22 Nov BSP likely to keep dovish stance
By Luz Wendy T. Noble, Reporter
THE Philippine central bank would probably remain dovish and might cut benchmark interest rates again next month and in the next quarter as the recovery outlook remains uncertain, analysts said.
“If the pace of economic recovery continues to underperform official forecasts, as we expect in the near term, then policy rate cuts will be warranted,” Nomura Global Markets Research analysts Euben Paracuelles and Rangga Cipta said in a note.
Further cuts would likely come especially as inflation remains benign and stays within the target of the Bangko Sentral ng Pilipinas (BSP), whose monetary policy decisions continue to rely on data, they added.
“We reiterate our forecast that BSP will cut its policy rate by another 50 basis points (bps) to 1.5%, likely delivering 25 bps at its next monetary board meeting in December and then another 25 bps in the first quarter of 2021,” Mr. Paracuelles and Mr. Cipta said.
The central bank unexpectedly cut benchmark rates to a record on Thursday, citing the uncertainty caused by a fresh surge in coronavirus cases globally and recent typhoons on the struggling economy.
The economy shrank by 11.5% in the third quarter, bringing the total contraction in economic output for the three quarters to 10%.
Central bank Governor Benjamin E. Diokno also cited the continued contraction in domestic output and weak confidence among companies and households.
“The Monetary Board assessed that there remains a critical need for continuing policy support measures to bolster economic activity and boost market confidence,” he added.
The policy-making Monetary Board has slashed 200 bps from key interest rates this year to support the virus-stricken economy. This brought the overnight reverse repurchase, lending, and deposit facilities to new record lows of 2%, 2.5%, and 1.5% respectively.
The BSP expects inflation to average at 2.4% this year and at 2.7% next year, well within its 2-4% target.
Despite rate cuts this year, lending growth eased to 2.8% in September, the slowest in more than 13 years, as banks tightened their credit standards while borrowers’ confidence remained low.
“The benchmark overnight reverse repurchase rate is unlikely to be the only tool the BSP will utilize,” Sophia Ng, an analyst at Mitsubishi UFJ Global Markets Research, said in a separate note on Friday.
The central bank stands ready to “deploy the full arsenal of tools” as needed, she said, citing Mr. Diokno.
The central bank might also further cut the reserve requirement ratio for banks or may do another tranche of lending to the National Government, Ms. Ng said.
She said the Philippines is unlikely to get vaccines for the coronavirus in the first half of next year, which could lead to a slow recovery as restrictions remain in place.
The Monetary Board is authorized to cut the reserve ratio by as much as 400 bps this year. It has slashed the ratio by 200 bps for big banks to 12%, and by 1% for thrift and rural banks to 3% and 2%, respectively.

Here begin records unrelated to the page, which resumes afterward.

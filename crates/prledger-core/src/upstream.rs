//! Seam to the PR hosting service.
//!
//! The core never talks to the network itself. Callers hand it something
//! implementing [`PullRequestSource`]; the CLI backs it with the GitHub REST
//! API and tests back it with fixtures.

use crate::model::{PrState, RecordId};

/// What the hosting service reports for one pull request.
#[derive(Debug, Clone, PartialEq, Eq)]
pub struct PullRequestSnapshot {
    pub state: PrState,
    /// Where the raw diff of the PR can be fetched from.
    pub diff_url: String,
}

/// Failure reported by a [`PullRequestSource`].
#[derive(Debug, Clone, PartialEq, Eq, thiserror::Error)]
#[error("{message}")]
pub struct UpstreamError {
    pub message: String,
}

impl UpstreamError {
    pub fn new(message: impl Into<String>) -> Self {
        Self {
            message: message.into(),
        }
    }
}

/// Lookup of PR metadata and diff bodies.
pub trait PullRequestSource {
    /// Fetch the current metadata of the pull request behind `id`.
    ///
    /// # Errors
    ///
    /// Any transport or decoding failure.
    fn fetch_pull_request(&self, id: &RecordId) -> Result<PullRequestSnapshot, UpstreamError>;

    /// Fetch the raw diff text at `url`.
    ///
    /// # Errors
    ///
    /// Any transport or decoding failure.
    fn fetch_diff(&self, url: &str) -> Result<String, UpstreamError>;
}

impl<T: PullRequestSource + ?Sized> PullRequestSource for &T {
    fn fetch_pull_request(&self, id: &RecordId) -> Result<PullRequestSnapshot, UpstreamError> {
        (**self).fetch_pull_request(id)
    }

    fn fetch_diff(&self, url: &str) -> Result<String, UpstreamError> {
        (**self).fetch_diff(url)
    }
}
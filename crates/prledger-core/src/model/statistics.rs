//! Repair statistics emitted by the repair tool.
//!
//! The payload is kept verbatim so the ledger preserves whatever the tool
//! reported, but it is checked once at capture time so that the renderer can
//! rely on the `repairs` entries being well formed.

use serde::{Deserialize, Serialize};
use serde_json::{Map, Value};

use crate::error::LedgerError;

pub const REPAIRS_KEY: &str = "repairs";
pub const RULE_KEY: &str = "ruleKey";
pub const VIOLATIONS_BEFORE_KEY: &str = "nbViolationsBefore";
pub const VIOLATIONS_AFTER_KEY: &str = "nbViolationsAfter";

/// Verbatim statistics object, captured once at initial-record time.
#[derive(Debug, Clone, Default, PartialEq, Eq, Serialize, Deserialize)]
#[serde(transparent)]
pub struct RepairStatistics(Map<String, Value>);

/// One per-rule line of the statistics.
#[derive(Debug, Clone, Copy, PartialEq, Eq)]
pub struct RepairEntry {
    pub rule_key: u64,
    pub violations_before: u64,
    pub violations_after: u64,
}

impl RepairEntry {
    /// Violations present before the repair tool ran.
    #[must_use]
    pub const fn found(&self) -> u64 {
        self.violations_before
    }

    /// Violations the tool removed.
    #[must_use]
    pub const fn repaired(&self) -> u64 {
        self.violations_before.saturating_sub(self.violations_after)
    }
}

impl RepairStatistics {
    /// Statistics for a PR captured without a statistics file.
    #[must_use]
    pub fn empty() -> Self {
        Self::default()
    }

    /// Validate a raw payload and wrap it.
    ///
    /// An empty object is accepted. Anything else must carry a `repairs`
    /// array whose entries each have a numeric `ruleKey` and non-negative
    /// integer `nbViolationsBefore` / `nbViolationsAfter`.
    ///
    /// # Errors
    ///
    /// Returns [`LedgerError::MalformedStatistics`] describing the first
    /// problem found.
    pub fn from_value(value: Value) -> Result<Self, LedgerError> {
        let Value::Object(map) = value else {
            return Err(malformed("top-level value must be a JSON object"));
        };
        let stats = Self(map);
        if !stats.0.is_empty() {
            if !stats.0.contains_key(REPAIRS_KEY) {
                return Err(malformed(format!("missing '{REPAIRS_KEY}' array")));
            }
            stats.repairs()?;
        }
        Ok(stats)
    }

    #[must_use]
    pub fn is_empty(&self) -> bool {
        self.0.is_empty()
    }

    /// Raw access to the captured payload.
    #[must_use]
    pub const fn as_map(&self) -> &Map<String, Value> {
        &self.0
    }

    /// Parse the `repairs` entries in payload order.
    ///
    /// A payload without `repairs` yields no entries.
    ///
    /// # Errors
    ///
    /// Returns [`LedgerError::MalformedStatistics`] if `repairs` is not an
    /// array or an entry lacks one of the expected fields.
    pub fn repairs(&self) -> Result<Vec<RepairEntry>, LedgerError> {
        let Some(raw) = self.0.get(REPAIRS_KEY) else {
            return Ok(Vec::new());
        };
        let Value::Array(items) = raw else {
            return Err(malformed(format!("'{REPAIRS_KEY}' must be an array")));
        };

        items
            .iter()
            .enumerate()
            .map(|(index, item)| parse_entry(index, item))
            .collect()
    }
}

fn parse_entry(index: usize, item: &Value) -> Result<RepairEntry, LedgerError> {
    let Value::Object(entry) = item else {
        return Err(malformed(format!("repairs[{index}] must be an object")));
    };

    let rule_key = match entry.get(RULE_KEY) {
        Some(Value::String(raw)) => raw.trim().parse::<u64>().ok(),
        Some(Value::Number(n)) => n.as_u64(),
        _ => None,
    }
    .ok_or_else(|| malformed(format!("repairs[{index}].{RULE_KEY} must be a numeric rule id")))?;

    let count = |key: &str| {
        entry
            .get(key)
            .and_then(Value::as_u64)
            .ok_or_else(|| {
                malformed(format!(
                    "repairs[{index}].{key} must be a non-negative integer"
                ))
            })
    };

    Ok(RepairEntry {
        rule_key,
        violations_before: count(VIOLATIONS_BEFORE_KEY)?,
        violations_after: count(VIOLATIONS_AFTER_KEY)?,
    })
}

fn malformed(reason: impl Into<String>) -> LedgerError {
    LedgerError::MalformedStatistics {
        reason: reason.into(),
    }
}

#[cfg(test)]
mod tests {
    use super::{RepairEntry, RepairStatistics};
    use crate::error::LedgerError;
    use serde_json::json;

    #[test]
    fn empty_object_is_accepted() {
        let stats = RepairStatistics::from_value(json!({})).unwrap();
        assert!(stats.is_empty());
        assert!(stats.repairs().unwrap().is_empty());
    }

    #[test]
    fn parses_string_and_integer_rule_keys() {
        let stats = RepairStatistics::from_value(json!({
            "repairs": [
                {"ruleKey": "117", "nbViolationsBefore": 5, "nbViolationsAfter": 2},
                {"ruleKey": 2095, "nbViolationsBefore": 1, "nbViolationsAfter": 0}
            ]
        }))
        .unwrap();

        let repairs = stats.repairs().unwrap();
        assert_eq!(
            repairs,
            vec![
                RepairEntry {
                    rule_key: 117,
                    violations_before: 5,
                    violations_after: 2
                },
                RepairEntry {
                    rule_key: 2095,
                    violations_before: 1,
                    violations_after: 0
                },
            ]
        );
        assert_eq!(repairs[0].found(), 5);
        assert_eq!(repairs[0].repaired(), 3);
    }

    #[test]
    fn unknown_fields_are_preserved() {
        let raw = json!({
            "repairs": [],
            "executionInfo": {"soraldVersion": "0.1.0"}
        });
        let stats = RepairStatistics::from_value(raw.clone()).unwrap();
        assert_eq!(serde_json::to_value(&stats).unwrap(), raw);
    }

    #[test]
    fn repaired_never_underflows() {
        let entry = RepairEntry {
            rule_key: 1,
            violations_before: 2,
            violations_after: 4,
        };
        assert_eq!(entry.repaired(), 0);
    }

    #[test]
    fn rejects_malformed_payloads() {
        let cases = [
            json!([]),
            json!("repairs"),
            json!({"executionInfo": {}}),
            json!({"repairs": {}}),
            json!({"repairs": [1]}),
            json!({"repairs": [{"nbViolationsBefore": 1, "nbViolationsAfter": 0}]}),
            json!({"repairs": [{"ruleKey": "S117", "nbViolationsBefore": 1, "nbViolationsAfter": 0}]}),
            json!({"repairs": [{"ruleKey": "117", "nbViolationsAfter": 0}]}),
            json!({"repairs": [{"ruleKey": "117", "nbViolationsBefore": -1, "nbViolationsAfter": 0}]}),
        ];
        for case in cases {
            assert!(
                matches!(
                    RepairStatistics::from_value(case.clone()),
                    Err(LedgerError::MalformedStatistics { .. })
                ),
                "expected {case} to be rejected"
            );
        }
    }
}
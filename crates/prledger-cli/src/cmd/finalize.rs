//! `prledger finalize`: record the merged or closed state of a PR.

use super::{Context, Outcome, PrArgs, check, emit_outcome, open_ledger, record_id};
use crate::github::GitHubClient;
use anyhow::Result;
use chrono::Utc;
use clap::Args;
use prledger_core::lifecycle::{self, Operation};

#[derive(Args, Debug)]
pub struct FinalizeArgs {
    #[command(flatten)]
    pub pr: PrArgs,
}

/// Execute `prledger finalize`.
///
/// # Errors
///
/// Returns `MissingInitialRecord` before contacting GitHub if the PR was
/// never captured, or an error if the fetch or write fails.
pub fn run_finalize(args: &FinalizeArgs, ctx: &Context<'_>) -> Result<()> {
    let id = record_id(ctx.output, &args.pr)?;
    let config = ctx.resolve_config(args.pr.prs_json_file.as_deref())?;
    let ledger = open_ledger(ctx.output, &config)?;
    check(
        ctx.output,
        lifecycle::check_precondition(ledger.store(), &id, Operation::Finalize),
    )?;

    let client = GitHubClient::new(&config);
    let capture = check(ctx.output, lifecycle::capture_final(&client, &id))?;
    let record = check(
        ctx.output,
        lifecycle::finalize(ledger.store(), &id, capture, Utc::now()),
    )?;

    let outcome = Outcome::new(Operation::Finalize, &id, ledger.path(), &record);
    check(ctx.output, ledger.commit(id, record))?;
    emit_outcome(ctx, &outcome)
}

Meanwhile, the slow pace of fiscal stimulus measures from the government is a major concern and may force the central bank to cut rates further, ANZ Research Chief Economist for Southeast Asia and India Sanjay Mathur and economist Kanika Bhatnagar said.
“We do not rule out further rate cuts next year,” they said in a note. “Even so, in our view its efficacy will be limited by weak transmission.”
Fiscal measures from the Philippine government are equivalent to 3.9% of the gross domestic product (GDP), according to the policy tracker of the International Monetary Fund.
Fiscal responses from its neighbors are bigger including Malaysia at 5% of GDP, Thailand at 9.6%, Vietnam at 4.2% and Indonesia at 4.4%.
Congress passed a law in March to provide P275 billion in stimulus funds to sectors affected by the pandemic.
It allotted another P165.5 billion in a follow-up law in response to the crisis. The law also allowed the central bank to advance as much as P850 billion to the National Government at zero percent interest.
Lawmakers are also trying to fast-track the approval of the P4.5-trillion national budget for next year as it battles the COVID-19 pandemic.